Kemiskinan, Mengubah Paradigma

Motivasi dan pemahaman warga masyarakat terhadap PNPM Mandiri Perkotaan ibarat rintik hujan. Kadang hadir dengan deras berbarengan gelegar petir, kadang rintik-rintik tipis seperti embun. Faktor penyebab perbedaan pemahaman dan naik turunnya motivasi warga adalah perbedaan visi tentang penanggulangan kemiskinan itu sendiri.

Perbedaan dan permasalahan yang melingkupi pelaksanaan tahapan PNPM Mandiri Perkotaan di masyarakat merupakan dinamaika yang harus disikapi secara arif oleh semua pihak. Perubahan dalam setiap sisi kehidupan tentu akan menimbulkan pro dan kontra serta akan menimbulkan berbagai polemik baru, apalagi perubahan menuju sebuah tatanan baru demi kebaikan maka tingkat permasalahan dan kendalanya akan semakin kompleks.

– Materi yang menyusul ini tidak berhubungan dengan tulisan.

//! Tanks: movement, turret aim, firing, damage and timed status effects
//!
//! Player and enemy tanks share one type; the role decides whether `update`
//! reads a [`PlayerInput`] or runs the enemy AI.

use std::f32::consts::FRAC_PI_2;

use glam::Vec2;
use rand::Rng;
use serde::{Deserialize, Serialize};

use super::ai::{self, AiBrain, AiContext};
use super::arena::Obstacle;
use super::bullet::{Bullet, Payload};
use super::missile::{LAUNCH_OFFSETS, StrayMissile};
use super::rect::Rect;
use super::state::{EntityId, Owner, PlayerSlot, TankRole, Target};
use super::tick::{Aim, PlayerInput};
use crate::config::{EnemyConfig, GameConfig, LevelConfig, MissileConfig, PlayerConfig};
use crate::consts::*;
use crate::{angle_of, heading};

/// Special ammo mode; exactly one is active and the latest pickup wins
#[derive(Debug, Clone, Copy, PartialEq, Default, Serialize, Deserialize)]
pub enum PrimaryEffect {
    #[default]
    None,
    Explosive { remaining: f32 },
    Chain,
    Thunder,
}

/// Multi-pellet mode, independent of the primary effect
#[derive(Debug, Clone, Copy, PartialEq, Default, Serialize, Deserialize)]
pub enum ShotgunMode {
    #[default]
    None,
    Shotgun { remaining: f32 },
    MegaShotgun,
}

/// A timed multiplier
#[derive(Debug, Clone, Copy, PartialEq, Serialize, Deserialize)]
pub struct Boost {
    pub multiplier: f32,
    pub remaining: f32,
}

/// Everything a pickup can change on a tank
#[derive(Debug, Clone, Copy, PartialEq, Default, Serialize, Deserialize)]
pub struct StatusEffects {
    pub speed: Option<Boost>,
    /// Seconds of accelerated bullets left
    pub bullet_speed: Option<f32>,
    pub primary: PrimaryEffect,
    pub shotgun: ShotgunMode,
}

impl StatusEffects {
    /// Count down every timed effect, dropping the ones that lapse
    pub fn tick(&mut self, dt: f32) {
        self.speed = self
            .speed
            .map(|b| Boost { remaining: b.remaining - dt, ..b })
            .filter(|b| b.remaining > 0.0);
        self.bullet_speed = self.bullet_speed.map(|t| t - dt).filter(|t| *t > 0.0);

        if let PrimaryEffect::Explosive { remaining } = self.primary {
            self.primary = if remaining - dt > 0.0 {
                PrimaryEffect::Explosive { remaining: remaining - dt }
            } else {
                PrimaryEffect::None
            };
        }
        if let ShotgunMode::Shotgun { remaining } = self.shotgun {
            self.shotgun = if remaining - dt > 0.0 {
                ShotgunMode::Shotgun { remaining: remaining - dt }
            } else {
                ShotgunMode::None
            };
        }
    }

    pub fn speed_multiplier(&self) -> f32 {
        self.speed.map_or(1.0, |b| b.multiplier)
    }

    /// Payload flags stamped onto each bullet
    pub fn payload(&self) -> Payload {
        Payload {
            explosive: matches!(self.primary, PrimaryEffect::Explosive { .. }),
            chain: self.primary == PrimaryEffect::Chain,
            thunder: self.primary == PrimaryEffect::Thunder,
        }
    }
}

/// Stray missile launcher (players only)
#[derive(Debug, Clone, Copy, PartialEq, Serialize, Deserialize)]
pub struct MissileRack {
    /// Volleys left; each volley fires three missiles
    pub count: u32,
    pub capacity: u32,
    pub cooldown: f32,
    pub since_launch: f32,
}

/// Footprint of a tank that movement must not overlap
#[derive(Debug, Clone, Copy, PartialEq)]
pub struct Footprint {
    pub id: EntityId,
    pub rect: Rect,
}

/// What a moving tank can bump into
pub struct World<'a> {
    pub obstacles: &'a [Obstacle],
    pub tanks: &'a [Footprint],
}

impl World<'_> {
    /// Whether `rect` hits a solid obstacle or any tank other than `mover`
    pub fn blocked(&self, rect: &Rect, mover: EntityId) -> bool {
        self.obstacles
            .iter()
            .any(|o| o.is_solid() && o.rect.overlaps(rect))
            || self
                .tanks
                .iter()
                .any(|t| t.id != mover && t.rect.overlaps(rect))
    }
}

/// Who drives a tank this frame
pub enum Control<'a> {
    Player(&'a PlayerInput),
    Ai(&'a AiContext<'a>),
}

#[derive(Debug, Clone)]
pub struct Tank {
    pub id: EntityId,
    pub role: TankRole,
    pub pos: Vec2,
    /// Displacement per second committed last frame (used for missile lead)
    pub velocity: Vec2,
    pub hull_angle: f32,
    pub turret_angle: f32,
    /// Base movement speed in units per second
    pub speed: f32,
    pub health: i32,
    pub max_health: i32,
    /// `None` means unlimited
    pub ammo: Option<u32>,
    pub shoot_cooldown: f32,
    /// Seconds since the last shot
    pub last_shot: f32,
    pub alive: bool,
    /// Seconds of spawn protection / invincibility left
    pub invulnerable: f32,
    /// Blink phase while invulnerable (render only)
    pub blink: f32,
    pub effects: StatusEffects,
    pub missiles: Option<MissileRack>,
    pub ai: Option<AiBrain>,
}

impl Tank {
    /// Fresh player tank with spawn protection
    pub fn player(id: EntityId, slot: PlayerSlot, pos: Vec2, config: &PlayerConfig) -> Self {
        Self {
            id,
            role: TankRole::Player(slot),
            pos,
            velocity: Vec2::ZERO,
            hull_angle: -FRAC_PI_2,
            turret_angle: -FRAC_PI_2,
            speed: config.speed,
            health: config.max_health,
            max_health: config.max_health,
            ammo: None,
            shoot_cooldown: config.shoot_cooldown,
            last_shot: config.shoot_cooldown,
            alive: true,
            invulnerable: config.invulnerability,
            blink: 0.0,
            effects: StatusEffects::default(),
            missiles: Some(MissileRack {
                count: config.start_missiles,
                capacity: config.missile_capacity,
                cooldown: config.missile_cooldown,
                since_launch: config.missile_cooldown,
            }),
            ai: None,
        }
    }

    /// Enemy tank tuned for the current level, facing a random heading
    pub fn enemy<R: Rng + ?Sized>(
        id: EntityId,
        pos: Vec2,
        level: &LevelConfig,
        config: &EnemyConfig,
        rng: &mut R,
    ) -> Self {
        let direction = rng.random_range(0.0..std::f32::consts::TAU);
        Self {
            id,
            role: TankRole::Enemy,
            pos,
            velocity: Vec2::ZERO,
            hull_angle: direction,
            turret_angle: direction,
            speed: level.enemy_speed,
            health: level.enemy_health,
            max_health: level.enemy_health,
            ammo: Some(config.ammo),
            shoot_cooldown: level.enemy_shoot_interval,
            last_shot: 0.0,
            alive: true,
            invulnerable: 0.0,
            blink: 0.0,
            effects: StatusEffects::default(),
            missiles: None,
            ai: Some(AiBrain::new(direction)),
        }
    }

    pub fn is_player(&self) -> bool {
        matches!(self.role, TankRole::Player(_))
    }

    pub fn slot(&self) -> Option<PlayerSlot> {
        match self.role {
            TankRole::Player(slot) => Some(slot),
            TankRole::Enemy => None,
        }
    }

    pub fn owner(&self) -> Owner {
        Owner { id: self.id, role: self.role }
    }

    pub fn as_target(&self) -> Target {
        Target { id: self.id, pos: self.pos, velocity: self.velocity }
    }

    #[inline]
    pub fn is_invulnerable(&self) -> bool {
        self.invulnerable > 0.0
    }

    pub fn bounds(&self) -> Rect {
        Rect::centered(self.pos, TANK_WIDTH, TANK_HEIGHT)
    }

    pub fn footprint(&self) -> Footprint {
        Footprint { id: self.id, rect: self.bounds() }
    }

    pub fn effective_speed(&self) -> f32 {
        self.speed * self.effects.speed_multiplier()
    }

    /// Whether the shot cooldown has elapsed
    pub fn ready_to_fire(&self) -> bool {
        self.last_shot >= self.shoot_cooldown
    }

    /// Advance timers, then move and aim under player or AI control
    pub fn update<R: Rng + ?Sized>(
        &mut self,
        dt: f32,
        control: Control<'_>,
        world: &World<'_>,
        rng: &mut R,
    ) {
        if !self.alive {
            return;
        }
        self.tick_timers(dt);
        match control {
            Control::Player(input) => self.steer(dt, input, world),
            Control::Ai(context) => ai::think(self, dt, context, world, rng),
        }
    }

    fn tick_timers(&mut self, dt: f32) {
        self.invulnerable = (self.invulnerable - dt).max(0.0);
        self.blink = if self.is_invulnerable() { self.blink + dt } else { 0.0 };
        self.effects.tick(dt);
        self.last_shot += dt;
        if let Some(rack) = self.missiles.as_mut() {
            rack.since_launch += dt;
        }
    }

    fn steer(&mut self, dt: f32, input: &PlayerInput, world: &World<'_>) {
        let intent = input.movement.clamp_length_max(1.0);
        if intent != Vec2::ZERO {
            // Hull turns only with a committed move
            if self.try_move(intent, dt, world) {
                self.hull_angle = angle_of(intent);
            }
        } else {
            self.velocity = Vec2::ZERO;
        }

        let aim = match input.aim {
            Some(Aim::Direction(dir)) => dir,
            Some(Aim::Point(point)) => point - self.pos,
            None => Vec2::ZERO,
        };
        if aim.length_squared() > f32::EPSILON {
            self.turret_angle = angle_of(aim);
        }
    }

    /// Translate along `direction` for one frame, all or nothing.
    /// Returns false when the destination is blocked.
    pub fn try_move(&mut self, direction: Vec2, dt: f32, world: &World<'_>) -> bool {
        let step = direction * self.effective_speed() * dt;
        if step == Vec2::ZERO {
            self.velocity = Vec2::ZERO;
            return true;
        }
        let candidate = self.pos + step;
        if world.blocked(&Rect::centered(candidate, TANK_WIDTH, TANK_HEIGHT), self.id) {
            self.velocity = Vec2::ZERO;
            return false;
        }
        self.pos = candidate;
        self.velocity = step / dt;
        true
    }

    /// Fire along the turret. Empty when dead, cooling down or out of ammo.
    pub fn shoot(&mut self, config: &GameConfig) -> Vec<Bullet> {
        if !self.alive || !self.ready_to_fire() {
            return Vec::new();
        }
        if let Some(ammo) = self.ammo.as_mut() {
            if *ammo == 0 {
                return Vec::new();
            }
            *ammo -= 1;
        }

        let (count, spread) = match self.effects.shotgun {
            ShotgunMode::None => (1, 0.0),
            ShotgunMode::Shotgun { .. } => {
                (config.power_ups.shotgun.bullets, config.power_ups.shotgun.spread)
            }
            ShotgunMode::MegaShotgun => {
                (config.power_ups.mega_shotgun.bullets, config.power_ups.mega_shotgun.spread)
            }
        };
        let count = count.max(1);
        let speed = if self.effects.bullet_speed.is_some() {
            config.bullet.accelerated_speed
        } else {
            config.bullet.speed
        };
        let payload = if self.is_player() { self.effects.payload() } else { Payload::default() };
        let muzzle = self.pos + heading(self.turret_angle) * MUZZLE_DISTANCE;
        let owner = self.owner();
        let mid = (count - 1) as f32 / 2.0;

        let bullets = (0..count)
            .map(|i| {
                let angle = self.turret_angle + (i as f32 - mid) * spread;
                Bullet::new(muzzle, heading(angle) * speed, owner, payload, &config.bullet)
            })
            .collect();
        self.last_shot = 0.0;
        bullets
    }

    /// Returns whether damage was applied (false while invulnerable or dead)
    pub fn take_damage(&mut self, amount: i32) -> bool {
        if !self.alive || self.is_invulnerable() {
            return false;
        }
        self.health = (self.health - amount.max(0)).clamp(0, self.max_health);
        if self.health == 0 {
            self.alive = false;
        }
        true
    }

    pub fn heal(&mut self, amount: i32) {
        if self.alive {
            self.health = (self.health + amount.max(0)).min(self.max_health);
        }
    }

    /// Fire a volley of three homing missiles. Empty when out of charge,
    /// cooling down, or not a player tank.
    pub fn launch_stray_missiles(
        &mut self,
        enemies: &[Target],
        config: &MissileConfig,
    ) -> Vec<StrayMissile> {
        if !self.alive {
            return Vec::new();
        }
        let owner = self.owner();
        let pos = self.pos;
        let Some(rack) = self.missiles.as_mut() else {
            return Vec::new();
        };
        if rack.count == 0 || rack.since_launch < rack.cooldown {
            return Vec::new();
        }
        rack.count -= 1;
        rack.since_launch = 0.0;

        LAUNCH_OFFSETS
            .iter()
            .filter_map(|offset| match StrayMissile::launch(pos + *offset, owner, config) {
                Ok(mut missile) => {
                    missile.acquire_target(enemies, config.lock_radius);
                    Some(missile)
                }
                Err(err) => {
                    log::error!("Stray missile launch failed: {err}");
                    None
                }
            })
            .collect()
    }

    pub fn add_speed_boost(&mut self, multiplier: f32, duration: f32) {
        self.effects.speed = Some(Boost { multiplier, remaining: duration });
    }

    pub fn add_explosive_ammo(&mut self, duration: f32) {
        self.effects.primary = PrimaryEffect::Explosive { remaining: duration };
    }

    pub fn add_invincibility(&mut self, duration: f32) {
        self.invulnerable = self.invulnerable.max(duration);
    }

    pub fn add_shotgun_ammo(&mut self, duration: f32) {
        self.effects.shotgun = ShotgunMode::Shotgun { remaining: duration };
    }

    pub fn add_chain_bullet(&mut self) {
        self.effects.primary = PrimaryEffect::Chain;
    }

    pub fn add_mega_shotgun(&mut self) {
        self.effects.shotgun = ShotgunMode::MegaShotgun;
    }

    pub fn add_thunder_bullet(&mut self) {
        self.effects.primary = PrimaryEffect::Thunder;
    }

    pub fn add_bullet_speed_boost(&mut self, duration: f32) {
        self.effects.bullet_speed = Some(duration);
    }

    /// Add missile volleys, raising the rack capacity to `capacity`
    pub fn add_stray_missiles(&mut self, amount: u32, capacity: u32) {
        if let Some(rack) = self.missiles.as_mut() {
            rack.capacity = rack.capacity.max(capacity);
            rack.count = (rack.count + amount).min(rack.capacity);
        }
    }

    /// Back to neutral: no boosts, no special ammo
    pub fn reset_all_effects(&mut self) {
        self.effects = StatusEffects::default();
    }
}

Di dataran Pemerintah Kota Solo sebagai pihak yang memiliki kewenangan dalam hal regulasi dan kebijakan terhadap PNPM Mandiri Perkotaan terlihat masih ada unsur kepentingan politis dengan dalih; bahwa Pemkot telah memiliki program tersendiri untuk menanggulangi kemiskinan. Hingga dana pendampingpun yang sebesar 50% sebagai prasyarat kesanggupan Pemerintah Kota Solo menerima PNPM Mandiri Perkotaan masih dilakukan tarik ulur dalam bentuk sharing programe berupa; Dana Operasional Posyandu Balita/Lansia, Program Makanan Tambahan Posyandu Balita/Lansia, dan Renovasi Rumah Tidah Layak Huni (RTLH).

Bila ditilik dan dipahami dari kaca mata model penanggulangan kemiskinan yang ditawarkan PNPM Mandiri Perkotaan maka dana pendamping yang berbentuk sharing programe layak dipertanyakan karena: (1) Bersifat Top down bukan Buttom up, sehingga program yang ditawarkan Pemkot belum tentu sesuai kebutuhan masyarakat (2) Sharing programe jelas-jelas tidak sesuai dengan esensi PNPM MP (3) Menutup kesempatan masyarakat untuk berpartisipasi/ menentukan kebijakan (4) Dana operasionalnya bagaimana?

Pertanyaan lain yang tidak kalah pentingnya adalah pemahaman Pemerintah Kota terhadap PNPM Mandiri Perkotaan itu sendiri, kasus yang terjadi di Kota Solo merupakan bukti bahwa otonomi daerah masih dipahami pemerintah kabupaten/kota sebagai kewenangan absolut tanpa batas dan kompromi, hingga akhirnya terkesan menghasilkan ‘raja-raja’ kecil.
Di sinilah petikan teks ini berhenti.